Sonsini is a board observer at JustAnswer, and a Kenandy board member and investor.
Finding a successor
At Kenandy, Sonsini and the other directors are tasked with helping find the next CEO. Kurtzig is assisting in the process, though she's spending as much time as she can in Hawaii, finally enjoying a house that she built before starting Kenandy.
Even in Hawaii, where her two kids and five grandchildren gather annually, new business ideas are still getting formed.
In the summer of 2012, Andy's oldest daughter Jamie (now 11) was annoyed that she couldn't take her dad's iPad down to the beach for fear of it getting wet. So she came up with an idea for a customized waterproof iPad cover and called it the WetPad.
They sell for $49.99 each on Etsy, and Jamie donates half the money she makes to the Juvenile Diabetes Research Foundation, because she was diagnosed with type 1 diabetes at a very young age.
"She's our third generation," said her grandmother.
The family gets together every week or two for dinner and multiple times a year for vacations.

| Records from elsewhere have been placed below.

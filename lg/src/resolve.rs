//! Argument resolution: descriptor template + target → argument vector
//!
//! The output is always a vector handed straight to the process executor.
//! The target becomes exactly one argument and is never joined into a
//! command string.

use crate::config::ConfigLookup;
use crate::registry::{ArgToken, OperationDescriptor};

/// A concrete command line, ready to run
#[derive(Debug, Clone, PartialEq, Eq)]
pub struct ResolvedCommand {
    pub executable: String,
    pub arguments: Vec<String>,
}

/// Expand the descriptor's template for `target`.
///
/// `{target}` is replaced by the target, `{config:<key>}` by the configured
/// value (empty when unset). When the template has no `{target}`, the target
/// is appended as the last argument.
pub fn resolve(
    descriptor: &OperationDescriptor,
    target: &str,
    config: &dyn ConfigLookup,
) -> ResolvedCommand {
    let mut found = false;
    let mut arguments: Vec<String> = descriptor
        .template()
        .iter()
        .map(|token| match token {
            ArgToken::Literal(s) => s.clone(),
            ArgToken::Target => {
                found = true;
                target.to_string()
            }
            ArgToken::Config(key) => config.get_string(key),
        })
        .collect();

    if !found {
        arguments.push(target.to_string());
    }

    ResolvedCommand {
        executable: descriptor.command().to_string(),
        arguments,
    }
}
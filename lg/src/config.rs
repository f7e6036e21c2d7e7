//! Configuration store
//!
//! A flat, string-keyed settings table built once at startup:
//! defaults, then an optional TOML file, then environment overrides.
//! Read-only after construction and shared behind an `Arc`.

use std::collections::HashMap;
use std::fs;
use std::path::{Path, PathBuf};
use std::time::Duration;

use thiserror::Error;
use tracing::debug;

pub const DEFAULT_CONFIG_PATH: &str = "/etc/smoked/config.toml";
const CONFIG_PATH_ENV: &str = "SMOKED_CONFIG";

/// Read-only key/value lookup consumed by the dispatch engine.
pub trait ConfigLookup: Send + Sync {
    /// String value for `key`, or the empty string when unset.
    fn get_string(&self, key: &str) -> String;

    fn get_bool(&self, key: &str) -> bool {
        parse_bool(&self.get_string(key))
    }

    /// Whether the `feature.<name>` flag is switched on.
    fn feature_enabled(&self, name: &str) -> bool {
        self.get_bool(&format!("feature.{name}"))
    }
}

impl ConfigLookup for HashMap<String, String> {
    fn get_string(&self, key: &str) -> String {
        self.get(key).cloned().unwrap_or_default()
    }
}

#[derive(Debug, Error)]
pub enum ConfigError {
    #[error("failed to read config from {path}")]
    Read {
        path: PathBuf,
        #[source]
        source: std::io::Error,
    },
    #[error("failed to parse config from {path}")]
    Parse {
        path: PathBuf,
        #[source]
        source: toml::de::Error,
    },
    #[error("unsupported value type for config key {key}")]
    Unsupported { key: String },
    #[error("invalid value {value:?} for {key}: expected {expected}")]
    InvalidValue {
        key: String,
        value: String,
        expected: &'static str,
    },
}

/// Process-wide settings table
#[derive(Debug, Clone)]
pub struct Settings {
    values: HashMap<String, String>,
    source: Option<PathBuf>,
}

impl Settings {
    /// Built-in defaults only.
    pub fn defaults() -> Self {
        let values = DEFAULTS
            .iter()
            .map(|(k, v)| (k.to_string(), v.to_string()))
            .collect();
        Self {
            values,
            source: None,
        }
    }

    /// Defaults, overlaid with the file named by `SMOKED_CONFIG` (or the
    /// default path) and then with process environment variables.
    pub fn load() -> Result<Self, ConfigError> {
        Self::load_with(|name| std::env::var(name).ok())
    }

    /// [`Settings::load`] against an arbitrary environment. A missing file at
    /// the default path is skipped, but a path named through `SMOKED_CONFIG`
    /// must exist.
    pub fn load_with<F>(env: F) -> Result<Self, ConfigError>
    where
        F: Fn(&str) -> Option<String>,
    {
        let mut settings = Self::defaults();
        match env(CONFIG_PATH_ENV).filter(|p| !p.is_empty()) {
            Some(path) => settings.merge_file(Path::new(&path))?,
            None => {
                let path = Path::new(DEFAULT_CONFIG_PATH);
                if path.exists() {
                    settings.merge_file(path)?;
                }
            }
        }
        settings.apply_env_with(env);
        Ok(settings)
    }

    /// The config file that was merged, if any.
    pub fn source(&self) -> Option<&Path> {
        self.source.as_deref()
    }

    pub fn set(&mut self, key: impl Into<String>, value: impl Into<String>) -> &mut Self {
        self.values.insert(key.into(), value.into());
        self
    }

    pub fn merge_file(&mut self, path: &Path) -> Result<(), ConfigError> {
        let content = fs::read_to_string(path).map_err(|source| ConfigError::Read {
            path: path.to_path_buf(),
            source,
        })?;
        let table: toml::Table = toml::from_str(&content).map_err(|source| ConfigError::Parse {
            path: path.to_path_buf(),
            source,
        })?;
        self.merge_table("", &table)?;
        self.source = Some(path.to_path_buf());
        Ok(())
    }

    /// Flattens nested tables into dotted keys. Quoted keys may carry dots
    /// themselves, so `[feature] "ping.count" = 3` sets `feature.ping.count`.
    fn merge_table(&mut self, prefix: &str, table: &toml::Table) -> Result<(), ConfigError> {
        for (name, value) in table {
            let key = if prefix.is_empty() {
                name.clone()
            } else {
                format!("{prefix}.{name}")
            };
            let flat = match value {
                toml::Value::Table(inner) => {
                    self.merge_table(&key, inner)?;
                    continue;
                }
                toml::Value::String(s) => s.clone(),
                toml::Value::Integer(i) => i.to_string(),
                toml::Value::Float(f) => f.to_string(),
                toml::Value::Boolean(b) => b.to_string(),
                toml::Value::Datetime(d) => d.to_string(),
                toml::Value::Array(_) => return Err(ConfigError::Unsupported { key }),
            };
            debug!(key = %key, "config file override");
            self.values.insert(key, flat);
        }
        Ok(())
    }

    /// Overrides every known key from the environment. `feature.ping.count`
    /// is read from `FEATURE_PING_COUNT`.
    pub fn apply_env_with<F>(&mut self, lookup: F)
    where
        F: Fn(&str) -> Option<String>,
    {
        for (key, value) in self.values.iter_mut() {
            if let Some(over) = lookup(&env_name(key)) {
                debug!(key = %key, "environment override");
                *value = over;
            }
        }
    }

    pub fn get_u64(&self, key: &str) -> Result<u64, ConfigError> {
        let raw = self.get_string(key);
        raw.trim().parse().map_err(|_| ConfigError::InvalidValue {
            key: key.to_string(),
            value: raw,
            expected: "a non-negative integer",
        })
    }

    pub fn get_duration(&self, key: &str) -> Result<Duration, ConfigError> {
        let raw = self.get_string(key);
        parse_duration(&raw).ok_or_else(|| ConfigError::InvalidValue {
            key: key.to_string(),
            value: raw,
            expected: "a duration such as 30s, 1m or 500ms",
        })
    }
}

impl Default for Settings {
    fn default() -> Self {
        Self::defaults()
    }
}

impl ConfigLookup for Settings {
    fn get_string(&self, key: &str) -> String {
        self.values.get(key).cloned().unwrap_or_default()
    }
}

const DEFAULTS: &[(&str, &str)] = &[
    ("server.listen", "0.0.0.0:8080"),
    ("log.level", "info"),
    ("rate.limit", "30"),
    ("rate.timeframe", "1m"),
    ("cors.origin", ""),
    // Common features, enabled by default
    ("feature.mtr", "true"),
    ("feature.traceroute", "true"),
    ("feature.ping", "true"),
    ("feature.ping.count", "5"),
    // Extra features, disabled by default
    ("feature.files", "false"),
    ("feature.files.path", "/data/files"),
    ("feature.bgp", "false"),
    // 0 disables the limit
    ("exec.timeout", "0"),
    ("exec.max_output", "0"),
];

fn env_name(key: &str) -> String {
    key.to_uppercase().replace('.', "_")
}

fn parse_bool(value: &str) -> bool {
    matches!(
        value.trim().to_ascii_lowercase().as_str(),
        "1" | "t" | "true" | "yes" | "on"
    )
}

/// Parses `500ms`, `30s`, `1m`, `2h` or a bare number of seconds.
pub fn parse_duration(value: &str) -> Option<Duration> {
    let value = value.trim();
    let split = value
        .find(|c: char| !c.is_ascii_digit())
        .unwrap_or(value.len());
    let (digits, unit) = value.split_at(split);
    let amount: u64 = digits.parse().ok()?;
    match unit {
        "" | "s" => Some(Duration::from_secs(amount)),
        "ms" => Some(Duration::from_millis(amount)),
        "m" => Some(Duration::from_secs(amount.checked_mul(60)?)),
        "h" => Some(Duration::from_secs(amount.checked_mul(3600)?)),
        _ => None,
    }
}

#[cfg(test)]
mod tests {
    use super::*;
    use std::io::Write;

    #[test]
    fn test_defaults() {
        let settings = Settings::defaults();
        assert!(settings.source().is_none());
        assert_eq!(settings.get_string("feature.ping.count"), "5");
        assert_eq!(settings.get_string("server.listen"), "0.0.0.0:8080");
        assert!(settings.feature_enabled("mtr"));
        assert!(settings.feature_enabled("traceroute"));
        assert!(settings.feature_enabled("ping"));
        assert!(!settings.feature_enabled("bgp"));
        assert!(!settings.feature_enabled("files"));
    }

    #[test]
    fn test_missing_key_is_empty() {
        let settings = Settings::defaults();
        assert_eq!(settings.get_string("no.such.key"), "");
        assert!(!settings.get_bool("no.such.key"));
    }

    #[test]
    fn test_env_override() {
        let mut settings = Settings::defaults();
        settings.apply_env_with(|name| match name {
            "FEATURE_PING_COUNT" => Some("3".into()),
            "FEATURE_BGP" => Some("true".into()),
            _ => None,
        });
        assert_eq!(settings.get_string("feature.ping.count"), "3");
        assert!(settings.feature_enabled("bgp"));
        assert!(settings.feature_enabled("mtr"));
    }

    #[test]
    fn test_merge_file() {
        let mut file = tempfile::NamedTempFile::new().unwrap();
        write!(
            file,
            r#"
[server]
listen = "127.0.0.1:9000"

[rate]
limit = 100

[feature]
bgp = true
"ping.count" = 10
"#
        )
        .unwrap();

        let mut settings = Settings::defaults();
        settings.merge_file(file.path()).unwrap();
        assert_eq!(settings.get_string("server.listen"), "127.0.0.1:9000");
        assert_eq!(settings.get_u64("rate.limit").unwrap(), 100);
        assert_eq!(settings.get_string("feature.ping.count"), "10");
        assert!(settings.feature_enabled("bgp"));
        // untouched keys keep their defaults
        assert!(settings.feature_enabled("ping"));
        assert_eq!(settings.source(), Some(file.path()));
    }

    #[test]
    fn test_example_config_matches_defaults() {
        let mut file = tempfile::NamedTempFile::new().unwrap();
        file.write_all(include_str!("../config.example.toml").as_bytes())
            .unwrap();

        let mut settings = Settings::defaults();
        settings.merge_file(file.path()).unwrap();
        for (key, value) in DEFAULTS {
            assert_eq!(settings.get_string(key), *value, "{key}");
        }
    }

    #[test]
    fn test_merge_file_rejects_arrays() {
        let mut file = tempfile::NamedTempFile::new().unwrap();
        write!(file, "[cors]\norigin = [\"a\", \"b\"]\n").unwrap();

        let mut settings = Settings::defaults();
        let err = settings.merge_file(file.path()).unwrap_err();
        assert!(matches!(err, ConfigError::Unsupported { ref key } if key == "cors.origin"));
    }

    #[test]
    fn test_merge_file_parse_error() {
        let mut file = tempfile::NamedTempFile::new().unwrap();
        write!(file, "this is = = not toml").unwrap();

        let mut settings = Settings::defaults();
        assert!(matches!(
            settings.merge_file(file.path()),
            Err(ConfigError::Parse { .. })
        ));
    }

    #[test]
    fn test_load_with_named_file() {
        let mut file = tempfile::NamedTempFile::new().unwrap();
        writeln!(file, "[rate]\nlimit = 7").unwrap();
        let path = file.path().to_string_lossy().into_owned();

        let settings = Settings::load_with(|name| match name {
            "SMOKED_CONFIG" => Some(path.clone()),
            "RATE_TIMEFRAME" => Some("10s".to_string()),
            _ => None,
        })
        .unwrap();
        assert_eq!(settings.source(), Some(file.path()));
        assert_eq!(settings.get_string("rate.limit"), "7");
        assert_eq!(settings.get_string("rate.timeframe"), "10s");
    }

    #[test]
    fn test_load_with_missing_named_file_fails() {
        let dir = tempfile::tempdir().unwrap();
        let missing = dir.path().join("absent.toml");
        let named = missing.to_string_lossy().into_owned();

        let err = Settings::load_with(|name| {
            (name == "SMOKED_CONFIG").then(|| named.clone())
        })
        .unwrap_err();
        match &err {
            ConfigError::Read { path, .. } => assert_eq!(path, &missing),
            other => panic!("unexpected error: {other:?}"),
        }
        assert!(err.to_string().contains("absent.toml"), "{err}");
    }

    #[test]
    fn test_parse_bool() {
        for yes in ["1", "t", "true", "TRUE", "yes", "on"] {
            assert!(parse_bool(yes), "{yes} should be true");
        }
        for no in ["", "0", "false", "off", "nope"] {
            assert!(!parse_bool(no), "{no} should be false");
        }
    }

    #[test]
    fn test_parse_duration() {
        assert_eq!(parse_duration("1m"), Some(Duration::from_secs(60)));
        assert_eq!(parse_duration("30s"), Some(Duration::from_secs(30)));
        assert_eq!(parse_duration("45"), Some(Duration::from_secs(45)));
        assert_eq!(parse_duration("250ms"), Some(Duration::from_millis(250)));
        assert_eq!(parse_duration("2h"), Some(Duration::from_secs(7200)));
        assert_eq!(parse_duration("0"), Some(Duration::ZERO));
        assert_eq!(parse_duration(""), None);
        assert_eq!(parse_duration("5 minutes"), None);
        assert_eq!(parse_duration("m"), None);
    }

    #[test]
    fn test_invalid_numeric_value() {
        let mut settings = Settings::defaults();
        settings.set("rate.limit", "lots");
        assert!(matches!(
            settings.get_u64("rate.limit"),
            Err(ConfigError::InvalidValue { .. })
        ));
    }

    #[test]
    fn test_hashmap_lookup() {
        let mut map = HashMap::new();
        map.insert("feature.ping".to_string(), "true".to_string());
        assert!(map.feature_enabled("ping"));
        assert!(!map.feature_enabled("mtr"));
        assert_eq!(map.get_string("feature.ping.count"), "");
    }
}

Sometimes, Sandy even gets to travel alone with her two kids, something that was a challenge in her many years as CEO.
Even though she was often working "25-hour days," as she describes it, Sandy says the tireless schedule ultimately helped her relationship with her sons because they have many more experiences to share.
"There's a real advantage for women to be working because they do have a different bond with their kids," she said. "I'm closer to my kids now than when they were babies."
Clarification: This story has been updated to say that Kurtzig lives in Hawaii and that she'd left ASK by the time it was sold.